**Problem to work on:**
Write out exactly the lines from the first line of the records below through the line that contains "async fn start(&self)", and stop there.

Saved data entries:
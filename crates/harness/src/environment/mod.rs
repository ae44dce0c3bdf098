//! Provisioning of the containerised engine and store.

use async_trait::async_trait;
use thiserror::Error;

mod compose;

pub use compose::{ComposeFile, DEFAULT_SUBNET, DockerComposeEnvironment, Platform, SubnetConfig, render_compose_file};

#[derive(Debug, Error)]
pub enum EnvironmentError {
    #[error("unsupported platform '{0}'; only linux and macos are supported")]
    UnsupportedPlatform(String),

    #[error("invalid environment address base '{0}'; expected an IPv4 address such as 240.10.2.0")]
    InvalidSubnet(String),

    #[error("failed to render compose file: {0}")]
    Render(#[from] serde_yaml::Error),

    #[error("failed to run `{command}`: {source}")]
    Spawn {
        command: String,
        #[source]
        source: std::io::Error,
    },

    #[error("`{command}` exited with {status}: {stderr}")]
    CommandFailed { command: String, status: String, stderr: String },

    #[error("{service} did not become reachable at {address} within {timeout_ms} ms")]
    NotReady {
        service: String,
        address: String,
        timeout_ms: u128,
    },
}

/// Starts, probes and stops the environment a run executes in.
#[async_trait]
pub trait EnvironmentProvisioner: Send + Sync {
    /// Bring the environment up; returns once it is ready.
    async fn start(&self) -> Result<(), EnvironmentError>;

    /// Wait until every service accepts connections.
    async fn ready(&self) -> Result<(), EnvironmentError>;

    /// Tear the environment down.
    async fn stop(&self) -> Result<(), EnvironmentError>;
}
//! Shared key-value store.
//!
//! The store is the only state shared between the driver and the mock worker.
//! Values are JSON documents serialised as UTF-8 text, so everything written
//! reads back exactly. The list operations back the ledger: `append` is a single
//! atomic store command, never a read-modify-write.

use async_trait::async_trait;
use serde_json::Value;
use thiserror::Error;

mod memory;
mod redis;

pub use self::memory::MemoryStore;
pub use self::redis::RedisStore;

/// Errors raised by store operations.
#[derive(Debug, Error)]
pub enum StoreError {
    #[error("store command failed: {0}")]
    Redis(#[from] ::redis::RedisError),

    #[error("store value is not valid JSON: {0}")]
    Serialization(#[from] serde_json::Error),

    #[error("key '{key}' holds a value of the wrong kind")]
    WrongType { key: String },

    #[error("invalid key pattern '{pattern}': {reason}")]
    InvalidPattern { pattern: String, reason: String },
}

impl StoreError {
    /// Create a wrong type error.
    pub fn wrong_type(key: impl Into<String>) -> Self {
        Self::WrongType { key: key.into() }
    }
}

/// Escape `text` so that it matches itself literally inside a key pattern.
pub fn escape_glob(text: &str) -> String {
    let mut escaped = String::with_capacity(text.len());
    for character in text.chars() {
        if matches!(character, '*' | '?' | '[' | ']' | '\\') {
            escaped.push('\\');
        }
        escaped.push(character);
    }
    escaped
}

/// Operations the harness needs from the shared store.
#[async_trait]
pub trait SharedStore: Send + Sync {
    /// Read a JSON value; `None` when the key does not exist.
    async fn get(&self, key: &str) -> Result<Option<Value>, StoreError>;

    /// Write a JSON value, replacing whatever the key held.
    async fn set(&self, key: &str, value: &Value) -> Result<(), StoreError>;

    /// List keys matching a glob pattern (`*` and `?` wildcards).
    async fn keys(&self, pattern: &str) -> Result<Vec<String>, StoreError>;

    /// Delete keys, returning how many existed.
    async fn del(&self, keys: &[String]) -> Result<usize, StoreError>;

    /// Atomically append to the list at `key`, returning the list length after the append.
    async fn append(&self, key: &str, value: &Value) -> Result<usize, StoreError>;

    /// Read the list at `key`: its first `limit` entries, or all of them.
    async fn range(&self, key: &str, limit: Option<usize>) -> Result<Vec<Value>, StoreError>;

    /// Check that the store answers.
    async fn ping(&self) -> Result<(), StoreError>;
}
impl ScriptedEngine {
    pub fn new(worker: MockWorker) -> Self {
        Self {
            worker,
            state: Mutex::new(EngineState::default()),
        }
    }

    fn with_state<T>(&self, apply: impl FnOnce(&mut EngineState) -> T) -> T {
        let mut state = self.state.lock().expect("engine state lock");
        apply(&mut state)
    }

    pub fn fail_next_create(&self, fault: Fault) {
        self.with_state(|state| state.create_faults.push_back(fault));
    }

    pub fn fail_next_start(&self, fault: Fault) {
        self.with_state(|state| state.start_faults.push_back(fault));
    }

    pub fn queue_mode(&self, mode: ExecutionMode) {
        self.with_state(|state| state.modes.push_back(mode));
    }

    pub fn definitions(&self) -> Vec<String> {
        self.with_state(|state| state.definitions.keys().cloned().collect())
    }

    pub fn deployed_document(&self, definition_ref: &str) -> Option<Value> {
        self.with_state(|state| state.definitions.get(definition_ref).cloned())
    }

    pub fn execution_count(&self) -> usize {
        self.with_state(|state| state.executions.len())
    }

    pub fn describe_calls(&self) -> usize {
        self.with_state(|state| state.describe_calls)
    }

    pub fn stopped(&self) -> Vec<String> {
        self.with_state(|state| state.stopped.clone())
    }

    pub fn deleted(&self) -> Vec<String> {
        self.with_state(|state| state.deleted.clone())
    }

    async fn interpret(&self, document: &Value, input: Value) -> (ExecutionStatus, Option<Value>, Vec<HistoryEvent>, Option<(String, String)>) {
        let mut history = vec![event(1, "ExecutionStarted", json!({"executionStartedEventDetails": {"input": input.to_string()}}))];
        let mut data = input;
        let mut current = document.get("StartAt").and_then(Value::as_str).map(str::to_string);

        for _ in 0..MAX_TRANSITIONS {
            let Some(name) = current.take() else {
                break;
            };
            let Some(state) = document.get("States").and_then(|states| states.get(&name)) else {
                return failed(history, "States.Runtime", &format!("unknown state {name}"));
            };
            history.push(event(history.len() as i64 + 1, "StateEntered", json!({"stateEnteredEventDetails": {"name": name}})));

            match state.get("Type").and_then(Value::as_str) {
                Some("Task") => {
                    let envelope = resolve(state.get("Parameters").unwrap_or(&json!({"input.$": "$"})), &data);
                    match self.worker.invoke(envelope).await {
                        Ok(WorkerReply::Output(result)) => {
                            data = apply_result_path(data, state.get("ResultPath"), result);
                        }
                        Ok(WorkerReply::Failure(failure)) => {
                            let cause = json!({"errorMessage": failure.error_message, "errorType": failure.error_type}).to_string();
                            history.push(event(
                                history.len() as i64 + 1,
                                "LambdaFunctionFailed",
                                json!({"lambdaFunctionFailedEventDetails": {"error": failure.error_type, "cause": cause}}),
                            ));
                            match find_catcher(state, &failure.error_type) {
                                Some(catcher) => {
                                    let error_output = json!({"Error": failure.error_type, "Cause": cause});
                                    data = apply_result_path(data, catcher.get("ResultPath"), error_output);
                                    current = catcher.get("Next").and_then(Value::as_str).map(str::to_string);
                                    continue;
                                }
                                None => return failed(history, &failure.error_type, &cause),
                            }
                        }
                        Err(error) => return failed(history, "States.Runtime", &error.to_string()),
                    }
                }
                Some("Pass") => {
                    if let Some(result) = state.get("Result") {
                        data = apply_result_path(data, state.get("ResultPath"), result.clone());
                    }
                }
                Some("Choice") => {
                    current = choose(state, &data);
                    if current.is_none() {
                        return failed(history, "States.NoChoiceMatched", "no choice rule matched");
                    }
                    continue;
                }
                Some("Succeed") => break,
                Some("Fail") => {
                    let error = state.get("Error").and_then(Value::as_str).unwrap_or("States.Fail");
                    let cause = state.get("Cause").and_then(Value::as_str).unwrap_or_default();
                    return failed(history, error, cause);
                }
                other => return failed(history, "States.Runtime", &format!("unsupported state type {other:?}")),
            }

            if state.get("End").and_then(Value::as_bool) == Some(true) {
                break;
            }
            current = state.get("Next").and_then(Value::as_str).map(str::to_string);
        }

        history.push(event(
            history.len() as i64 + 1,
            "ExecutionSucceeded",
            json!({"executionSucceededEventDetails": {"output": data.to_string()}}),
        ));
        (ExecutionStatus::Succeeded, Some(data), history, None)
    }
}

**Exercise output:**
filename crates/harness/src/environment/mod.rs
repository ae44dce0c3bdf098
//! Provisioning of the containerised engine and store.

use async_trait::async_trait;
use thiserror::Error;

mod compose;

pub use compose::{ComposeFile, DEFAULT_SUBNET, DockerComposeEnvironment, Platform, SubnetConfig, render_compose_file};

#[derive(Debug, Error)]
pub enum EnvironmentError {
    #[error("unsupported platform '{0}'; only linux and macos are supported")]
    UnsupportedPlatform(String),

    #[error("invalid environment address base '{0}'; expected an IPv4 address such as 240.10.2.0")]
    InvalidSubnet(String),

    #[error("failed to render compose file: {0}")]
    Render(#[from] serde_yaml::Error),

    #[error("failed to run `{command}`: {source}")]
    Spawn {
        command: String,
        #[source]
        source: std::io::Error,
    },

    #[error("`{command}` exited with {status}: {stderr}")]
    CommandFailed { command: String, status: String, stderr: String },

    #[error("{service} did not become reachable at {address} within {timeout_ms} ms")]
    NotReady {
        service: String,
        address: String,
        timeout_ms: u128,
    },
}

/// Starts, probes and stops the environment a run executes in.
#[async_trait]
pub trait EnvironmentProvisioner: Send + Sync {
    /// Bring the environment up; returns once it is ready.
    async fn start(&self) -> Result<(), EnvironmentError>;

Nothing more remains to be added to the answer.